Return only that part of the material below which starts with the line containing "then shared read-only." and goes on through the line containing "let mut registry = Self::new();", restated exactly.
===== Raw data =====
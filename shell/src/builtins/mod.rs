//! Builtin function registry.
//!
//! Every builtin shares one contract: a slice of evaluated argument strings in,
//! one result string out. Arity and argument meaning vary per builtin and are
//! checked by the builtin itself.

mod convert;
mod encoding;
mod files;
mod hash;
mod math;
mod net;
mod system;
mod text;
mod time;
mod validate;

use crate::error::{ShellError, ShellResult};
use std::collections::BTreeMap;
use std::fmt;
use std::sync::Arc;
use tracing::trace;

/// Callback type for builtins
pub type BuiltinFn = Arc<dyn Fn(&[String]) -> ShellResult<String> + Send + Sync>;

#[derive(Clone)]
pub struct Builtin {
    pub name: String,
    pub description: String,
    pub usage: String,
    callback: BuiltinFn,
}

impl fmt::Debug for Builtin {
    fn fmt(&self, f: &mut fmt::Formatter<'_>) -> fmt::Result {
        f.debug_struct("Builtin")
            .field("name", &self.name)
            .field("description", &self.description)
            .field("usage", &self.usage)
            .finish_non_exhaustive()
    }
}

/// Name-keyed builtin table. Built once, then shared read-only.
#[derive(Debug, Clone, Default)]
pub struct BuiltinRegistry {
    builtins: BTreeMap<String, Builtin>,
}

impl BuiltinRegistry {
    /// An empty registry.
    pub fn new() -> Self {
        Self::default()
    }

    /// A registry holding every default builtin.
    pub fn with_defaults() -> Self {
        let mut registry = Self::new();
        text::register(&mut registry);
        encoding::register(&mut registry);
        hash::register(&mut registry);
        convert::register(&mut registry);
        validate::register(&mut registry);
        net::register(&mut registry);
        math::register(&mut registry);
        system::register(&mut registry);
        time::register(&mut registry);
        files::register(&mut registry);
        registry
    }

    /// Register (or replace) a builtin.
    pub fn register<F>(&mut self, name: &str, description: &str, usage: &str, callback: F)
    where
        F: Fn(&[String]) -> ShellResult<String> + Send + Sync + 'static,
    {
        self.builtins.insert(
            name.to_string(),
            Builtin {
                name: name.to_string(),
                description: description.to_string(),
                usage: usage.to_string(),
                callback: Arc::new(callback),
            },
        );
    }

    pub fn contains(&self, name: &str) -> bool {
        self.builtins.contains_key(name)
    }

    pub fn get(&self, name: &str) -> Option<&Builtin> {
        self.builtins.get(name)
    }

    /// Builtins in name order.
    pub fn iter(&self) -> impl Iterator<Item = &Builtin> {
        self.builtins.values()
    }

    pub fn names(&self) -> impl Iterator<Item = &str> {
        self.builtins.keys().map(String::as_str)
    }

    pub fn len(&self) -> usize {
        self.builtins.len()
    }

    pub fn is_empty(&self) -> bool {
        self.builtins.is_empty()
    }

    /// Run `name` with `args`. Failures come back as [`ShellError::Builtin`]
    /// naming the builtin.
    pub fn execute(&self, name: &str, args: &[String]) -> ShellResult<String> {
        let builtin = self
            .builtins
            .get(name)
            .ok_or_else(|| ShellError::UnknownBuiltin(name.to_string()))?;

        trace!(builtin = name, ?args, "executing builtin");
        (builtin.callback)(args).map_err(|e| match e {
            e @ ShellError::Builtin { .. } => e,
            ShellError::InvalidArgument(message) => ShellError::Builtin {
                name: name.to_string(),
                message,
            },
            other => ShellError::Builtin {
                name: name.to_string(),
                message: other.to_string(),
            },
        })
    }
}

/// Largest result a builtin may build, in bytes.
pub(crate) const MAX_OUTPUT_BYTES: usize = 16 * 1024 * 1024;

/// All arguments as one space-separated string.
pub(crate) fn joined(args: &[String]) -> String {
    args.join(" ")
}

/// First argument, trimmed, or empty when there is none.
pub(crate) fn first(args: &[String]) -> &str {
    args.first().map_or("", |s| s.trim())
}

/// Fail unless at least `n` arguments were supplied.
pub(crate) fn require(args: &[String], n: usize, usage: &str) -> ShellResult<()> {
    if args.len() < n {
        return Err(ShellError::invalid(format!("usage: {usage}")));
    }
    Ok(())
}

pub(crate) fn parse_int(s: &str) -> ShellResult<i64> {
    s.trim()
        .parse()
        .map_err(|_| ShellError::invalid(format!("not an integer: '{s}'")))
}

pub(crate) fn parse_number(s: &str) -> ShellResult<f64> {
    s.trim()
        .parse()
        .map_err(|_| ShellError::invalid(format!("not a number: '{s}'")))
}

/// Render a float without a trailing `.0` when it holds an integer.
#[allow(clippy::cast_possible_truncation)]
pub(crate) fn format_number(n: f64) -> String {
    if n.fract() == 0.0 && n.abs() < 1e15 {
        format!("{}", n as i64)
    } else {
        format!("{n}")
    }
}

pub(crate) fn bool_str(b: bool) -> String {
    b.to_string()
}

#[cfg(test)]
pub(crate) fn args(values: &[&str]) -> Vec<String> {
    values.iter().map(|s| (*s).to_string()).collect()
}
//! Queries written in the query-string syntax.

use serde::{Deserialize, Serialize};

use crate::engine::IndexReader;
use crate::error::Result;
use crate::mapping::IndexMapping;
use crate::query::{BooleanQuery, QueryNode, parse_query_string};
use crate::search::Searcher;

/// A query given as a query string, parsed when validated or compiled.
///
/// See [`parse_query_string`] for the syntax.
#[derive(Debug, Clone, Default, Serialize, Deserialize)]
pub struct QueryStringQuery {
    pub query: String,
    #[serde(default, skip_serializing_if = "Option::is_none")]
    pub boost: Option<f64>,
}

impl QueryStringQuery {
    pub fn new<S: Into<String>>(query: S) -> Self {
        QueryStringQuery {
            query: query.into(),
            boost: None,
        }
    }

    /// Parse into the equivalent boolean query.
    pub fn parse(&self) -> Result<BooleanQuery> {
        let mut parsed = parse_query_string(&self.query)?;
        if let Some(boost) = self.boost {
            parsed.set_boost(boost);
        }
        Ok(parsed)
    }
}

impl QueryNode for QueryStringQuery {
    boost_accessors!();

    fn validate(&self) -> Result<()> {
        self.parse()?.validate()
    }

    fn searcher(
        &self,
        reader: &dyn IndexReader,
        mapping: &IndexMapping,
        explain: bool,
    ) -> Result<Box<dyn Searcher>> {
        self.parse()?.searcher(reader, mapping, explain)
    }
}
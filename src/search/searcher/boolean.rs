use crate::engine::DocNum;
use crate::error::{Result, first_error};
use crate::search::scorer::combine;
use crate::search::{DocumentMatch, Searcher};

/// Combines required, optional and excluded clauses.
///
/// Candidates come from `must` when present, otherwise from `should`.
/// Candidates matched by `must_not` are dropped. With `must` present, a
/// `should` match adds to the score, and is required when the should
/// searcher's minimum is positive.
#[derive(Debug)]
pub struct BooleanSearcher {
    must: Option<Box<dyn Searcher>>,
    should: Option<Box<dyn Searcher>>,
    must_not: Option<Box<dyn Searcher>>,
    curr_should: Option<DocumentMatch>,
    should_started: bool,
    curr_must_not: Option<DocumentMatch>,
    must_not_started: bool,
    explain: bool,
}

impl BooleanSearcher {
    pub fn new(
        must: Option<Box<dyn Searcher>>,
        should: Option<Box<dyn Searcher>>,
        must_not: Option<Box<dyn Searcher>>,
        explain: bool,
    ) -> Self {
        BooleanSearcher {
            must,
            should,
            must_not,
            curr_should: None,
            should_started: false,
            curr_must_not: None,
            must_not_started: false,
            explain,
        }
    }

    fn candidate(&mut self, target: Option<DocNum>) -> Result<Option<DocumentMatch>> {
        let source = match (self.must.as_mut(), self.should.as_mut()) {
            (Some(must), _) => must,
            (None, Some(should)) => should,
            (None, None) => return Ok(None),
        };
        match target {
            Some(target) => source.advance(target),
            None => source.next(),
        }
    }

    fn excluded(&mut self, doc: DocNum) -> Result<bool> {
        let Some(must_not) = self.must_not.as_mut() else {
            return Ok(false);
        };
        let behind = match &self.curr_must_not {
            Some(m) => m.number < doc,
            None => !self.must_not_started,
        };
        if behind {
            self.curr_must_not = must_not.advance(doc)?;
            self.must_not_started = true;
        }
        Ok(self.curr_must_not.as_ref().is_some_and(|m| m.number == doc))
    }

    fn optional_match(&mut self, doc: DocNum) -> Result<Option<DocumentMatch>> {
        let Some(should) = self.should.as_mut() else {
            return Ok(None);
        };
        let behind = match &self.curr_should {
            Some(m) => m.number < doc,
            None => !self.should_started,
        };
        if behind {
            self.curr_should = should.advance(doc)?;
            self.should_started = true;
        }
        Ok(self.curr_should.clone().filter(|m| m.number == doc))
    }

    fn next_match(&mut self, mut target: Option<DocNum>) -> Result<Option<DocumentMatch>> {
        loop {
            let Some(candidate) = self.candidate(target.take())? else {
                return Ok(None);
            };
            let doc = candidate.number;
            if self.excluded(doc)? {
                continue;
            }
            if self.must.is_none() {
                return Ok(Some(candidate));
            }

            let should_required = self.should.as_ref().is_some_and(|s| s.min() > 0);
            match self.optional_match(doc)? {
                Some(optional) => return Ok(combine(vec![candidate, optional], None, self.explain)),
                None if should_required => continue,
                None => return Ok(Some(candidate)),
            }
        }
    }
}

impl Searcher for BooleanSearcher {
    fn next(&mut self) -> Result<Option<DocumentMatch>> {
        self.next_match(None)
    }

    fn advance(&mut self, target: DocNum) -> Result<Option<DocumentMatch>> {
        self.next_match(Some(target))
    }

    fn count(&self) -> u64 {
        match (&self.must, &self.should) {
            (Some(must), _) => must.count(),
            (None, Some(should)) => should.count(),
            (None, None) => 0,
        }
    }

    fn close(&mut self) -> Result<()> {
        let mut result = Ok(());
        for searcher in [&mut self.must, &mut self.should, &mut self.must_not]
            .into_iter()
            .flatten()
        {
            result = first_error(result, searcher.close());
        }
        result
    }
}
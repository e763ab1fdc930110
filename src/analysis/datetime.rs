//! Named datetime parsers.
//!
//! A [`DateTimeParser`] converts text to a UTC timestamp. The mapping engine
//! tries the index's default parser on every dynamically mapped string; date
//! range queries and date facets resolve a parser per field.

use std::fmt;

use chrono::{DateTime, NaiveDate, NaiveDateTime, TimeZone, Utc};

use crate::error::{GlaiveError, Result};

/// Trait for parsers converting text into a timestamp.
pub trait DateTimeParser: Send + Sync + fmt::Debug {
    /// Parse the input into a UTC timestamp.
    fn parse_datetime(&self, input: &str) -> Result<DateTime<Utc>>;

    /// Get the name of this parser.
    fn name(&self) -> &str;
}

/// A parser that accepts RFC 3339 timestamps plus a list of naive layouts
/// interpreted as UTC.
#[derive(Debug, Clone)]
pub struct FlexibleDateTimeParser {
    name: String,
    layouts: Vec<String>,
    accept_rfc3339: bool,
}

impl FlexibleDateTimeParser {
    /// Create a parser from chrono layouts.
    ///
    /// Layouts without a time component (such as `%Y-%m-%d`) parse to
    /// midnight UTC.
    pub fn new<S: Into<String>>(name: S, layouts: Vec<String>, accept_rfc3339: bool) -> Self {
        FlexibleDateTimeParser {
            name: name.into(),
            layouts,
            accept_rfc3339,
        }
    }

    /// RFC 3339 with optional time: `2014-11-01T12:00:00Z`,
    /// `2014-11-01 12:00:00`, `2014-11-01`.
    pub fn datetime_optional() -> Self {
        Self::new(
            "datetime_optional",
            vec![
                "%Y-%m-%dT%H:%M:%S%.f".to_string(),
                "%Y-%m-%d %H:%M:%S%.f".to_string(),
                "%Y-%m-%d".to_string(),
            ],
            true,
        )
    }

    /// Strict RFC 3339 only.
    pub fn rfc3339() -> Self {
        Self::new("rfc3339", Vec::new(), true)
    }
}

impl DateTimeParser for FlexibleDateTimeParser {
    fn parse_datetime(&self, input: &str) -> Result<DateTime<Utc>> {
        if self.accept_rfc3339 {
            if let Ok(parsed) = DateTime::parse_from_rfc3339(input) {
                return Ok(parsed.with_timezone(&Utc));
            }
        }
        for layout in &self.layouts {
            if let Ok(naive) = NaiveDateTime::parse_from_str(input, layout) {
                return Ok(Utc.from_utc_datetime(&naive));
            }
            if let Ok(date) = NaiveDate::parse_from_str(input, layout) {
                if let Some(naive) = date.and_hms_opt(0, 0, 0) {
                    return Ok(Utc.from_utc_datetime(&naive));
                }
            }
        }
        Err(GlaiveError::analysis(format!(
            "'{input}' is not a valid date for parser '{}'",
            self.name
        )))
    }

    fn name(&self) -> &str {
        &self.name
    }
}

#[cfg(test)]
mod tests {
    use super::*;
    use chrono::{Datelike, Timelike};

    #[test]
    fn test_datetime_optional_layouts() {
        let parser = FlexibleDateTimeParser::datetime_optional();

        let dt = parser.parse_datetime("2014-11-01T12:30:00Z").unwrap();
        assert_eq!((dt.year(), dt.month(), dt.day(), dt.hour()), (2014, 11, 1, 12));

        let dt = parser.parse_datetime("2014-11-01 08:15:00").unwrap();
        assert_eq!((dt.hour(), dt.minute()), (8, 15));

        let dt = parser.parse_datetime("2014-11-01").unwrap();
        assert_eq!((dt.day(), dt.hour()), (1, 0));
    }

    #[test]
    fn test_rejects_plain_text() {
        let parser = FlexibleDateTimeParser::datetime_optional();
        assert!(parser.parse_datetime("hello world").is_err());
        assert!(FlexibleDateTimeParser::rfc3339()
            .parse_datetime("2014-11-01")
            .is_err());
    }
}
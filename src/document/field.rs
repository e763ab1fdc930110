//! Typed document fields.
//!
//! A [`Field`] is one indexable value produced by the mapping engine:
//! - **Text** - analyzed into tokens by the field's analyzer
//! - **Numeric** - a single sortable term from the float encoding
//! - **DateTime** - a single sortable term from the nanosecond timestamp
//!
//! Every field carries the array positions of the list elements it was found
//! under, so `{"tags": ["a", "b"]}` yields two `tags` fields at `[0]` and
//! `[1]`.

use std::collections::BTreeMap;
use std::fmt;
use std::sync::Arc;

use chrono::{DateTime, Utc};
use serde::{Deserialize, Serialize};

use crate::analysis::Analyzer;
use crate::error::{GlaiveError, Result};
use crate::util::numeric::{encode_f64, encode_i64};

/// How a field participates in the index.
#[derive(Debug, Clone, Copy, PartialEq, Eq, Serialize, Deserialize)]
pub struct IndexingOptions {
    /// Add the field's terms to the inverted index.
    pub index: bool,
    /// Keep the original value so it can be returned with hits.
    pub store: bool,
    /// Record term positions and offsets for phrase matching and highlighting.
    pub term_vectors: bool,
    /// Feed the field's terms into the composite `_all` field.
    pub include_in_all: bool,
}

impl Default for IndexingOptions {
    fn default() -> Self {
        IndexingOptions {
            index: true,
            store: true,
            term_vectors: true,
            include_in_all: true,
        }
    }
}

/// The value held by a field.
#[derive(Debug, Clone, PartialEq, Serialize, Deserialize)]
pub enum FieldValue {
    Text(String),
    Numeric(f64),
    DateTime(DateTime<Utc>),
}

impl FieldValue {
    /// Type name used in dumps and errors.
    pub fn type_name(&self) -> &'static str {
        match self {
            FieldValue::Text(_) => "text",
            FieldValue::Numeric(_) => "number",
            FieldValue::DateTime(_) => "datetime",
        }
    }

    /// Convert to the JSON form returned with search hits.
    pub fn to_json(&self) -> serde_json::Value {
        match self {
            FieldValue::Text(s) => serde_json::Value::String(s.clone()),
            FieldValue::Numeric(n) => serde_json::Number::from_f64(*n)
                .map(serde_json::Value::Number)
                .unwrap_or(serde_json::Value::Null),
            FieldValue::DateTime(dt) => serde_json::Value::String(dt.to_rfc3339()),
        }
    }
}

impl fmt::Display for FieldValue {
    fn fmt(&self, f: &mut fmt::Formatter<'_>) -> fmt::Result {
        match self {
            FieldValue::Text(s) => write!(f, "{s}"),
            FieldValue::Numeric(n) => write!(f, "{n}"),
            FieldValue::DateTime(dt) => write!(f, "{}", dt.to_rfc3339()),
        }
    }
}

/// Occurrence of a term inside a field.
#[derive(Debug, Clone, PartialEq, Eq, Serialize, Deserialize)]
pub struct TermLocation {
    /// 1-based token position.
    pub position: u64,
    /// Byte offset of the token start.
    pub start: u64,
    /// Byte offset of the token end.
    pub end: u64,
    /// List indexes of the field the term occurred in.
    pub array_positions: Vec<u64>,
}

/// Frequency and locations of one term in one field.
#[derive(Debug, Clone, Default, PartialEq, Serialize, Deserialize)]
pub struct TermFrequency {
    pub frequency: u64,
    pub locations: Vec<TermLocation>,
}

/// Output of analyzing one field.
#[derive(Debug, Clone, Default)]
pub struct AnalyzedField {
    /// Number of tokens the field produced.
    pub length: u64,
    /// Terms keyed by their text.
    pub terms: BTreeMap<String, TermFrequency>,
}

/// A single named, typed value within a [`Document`](super::Document).
#[derive(Clone)]
pub struct Field {
    name: String,
    array_positions: Vec<u64>,
    value: FieldValue,
    options: IndexingOptions,
    analyzer: Option<Arc<dyn Analyzer>>,
}

impl Field {
    /// Create a text field. Without an analyzer the whole value is one term.
    pub fn text<S: Into<String>, V: Into<String>>(
        name: S,
        array_positions: Vec<u64>,
        value: V,
    ) -> Self {
        Field {
            name: name.into(),
            array_positions,
            value: FieldValue::Text(value.into()),
            options: IndexingOptions::default(),
            analyzer: None,
        }
    }

    /// Create a numeric field.
    pub fn numeric<S: Into<String>>(name: S, array_positions: Vec<u64>, value: f64) -> Self {
        Field {
            name: name.into(),
            array_positions,
            value: FieldValue::Numeric(value),
            options: IndexingOptions::default(),
            analyzer: None,
        }
    }

    /// Create a datetime field.
    ///
    /// Fails when the instant cannot be represented as nanoseconds since the
    /// epoch in an `i64`.
    pub fn datetime<S: Into<String>>(
        name: S,
        array_positions: Vec<u64>,
        value: DateTime<Utc>,
    ) -> Result<Self> {
        let name = name.into();
        if value.timestamp_nanos_opt().is_none() {
            return Err(GlaiveError::analysis(format!(
                "datetime for field '{name}' is out of range: {value}"
            )));
        }
        Ok(Field {
            name,
            array_positions,
            value: FieldValue::DateTime(value),
            options: IndexingOptions::default(),
            analyzer: None,
        })
    }

    pub fn with_options(mut self, options: IndexingOptions) -> Self {
        self.options = options;
        self
    }

    pub fn with_analyzer(mut self, analyzer: Arc<dyn Analyzer>) -> Self {
        self.analyzer = Some(analyzer);
        self
    }

    pub fn name(&self) -> &str {
        &self.name
    }

    pub fn array_positions(&self) -> &[u64] {
        &self.array_positions
    }

    pub fn value(&self) -> &FieldValue {
        &self.value
    }

    pub fn options(&self) -> IndexingOptions {
        self.options
    }

    pub fn analyzer(&self) -> Option<&Arc<dyn Analyzer>> {
        self.analyzer.as_ref()
    }

    /// Text content, if this is a text field.
    pub fn as_text(&self) -> Option<&str> {
        match &self.value {
            FieldValue::Text(s) => Some(s),
            _ => None,
        }
    }

    /// Run the field through analysis and collect term frequencies.
    pub fn analyze(&self) -> Result<AnalyzedField> {
        let mut analyzed = AnalyzedField::default();
        match &self.value {
            FieldValue::Text(text) => match &self.analyzer {
                Some(analyzer) => {
                    for token in analyzer.analyze(text)? {
                        analyzed.length += 1;
                        self.record(
                            &mut analyzed,
                            token.text,
                            token.position as u64,
                            token.start_offset as u64,
                            token.end_offset as u64,
                        );
                    }
                }
                None => {
                    analyzed.length = 1;
                    self.record(&mut analyzed, text.clone(), 1, 0, text.len() as u64);
                }
            },
            FieldValue::Numeric(n) => {
                analyzed.length = 1;
                self.record(&mut analyzed, encode_f64(*n), 1, 0, 0);
            }
            FieldValue::DateTime(dt) => {
                let nanos = dt.timestamp_nanos_opt().ok_or_else(|| {
                    GlaiveError::analysis(format!("datetime out of range: {dt}"))
                })?;
                analyzed.length = 1;
                self.record(&mut analyzed, encode_i64(nanos), 1, 0, 0);
            }
        }
        Ok(analyzed)
    }

    fn record(&self, analyzed: &mut AnalyzedField, term: String, position: u64, start: u64, end: u64) {
        let entry = analyzed.terms.entry(term).or_default();
        entry.frequency += 1;
        if self.options.term_vectors {
            entry.locations.push(TermLocation {
                position,
                start,
                end,
                array_positions: self.array_positions.clone(),
            });
        }
    }
}

impl fmt::Debug for Field {
    fn fmt(&self, f: &mut fmt::Formatter<'_>) -> fmt::Result {
        f.debug_struct("Field")
            .field("name", &self.name)
            .field("array_positions", &self.array_positions)
            .field("value", &self.value)
            .field("options", &self.options)
            .field("analyzer", &self.analyzer.as_ref().map(|a| a.name().to_string()))
            .finish()
    }
}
=====
■ **Response for this exercise**
/// Name-keyed builtin table. Built once, then shared read-only.
#[derive(Debug, Clone, Default)]
pub struct BuiltinRegistry {
    builtins: BTreeMap<String, Builtin>,
}

impl BuiltinRegistry {
    /// An empty registry.
    pub fn new() -> Self {
        Self::default()
    }

    /// A registry holding every default builtin.
    pub fn with_defaults() -> Self {
        let mut registry = Self::new();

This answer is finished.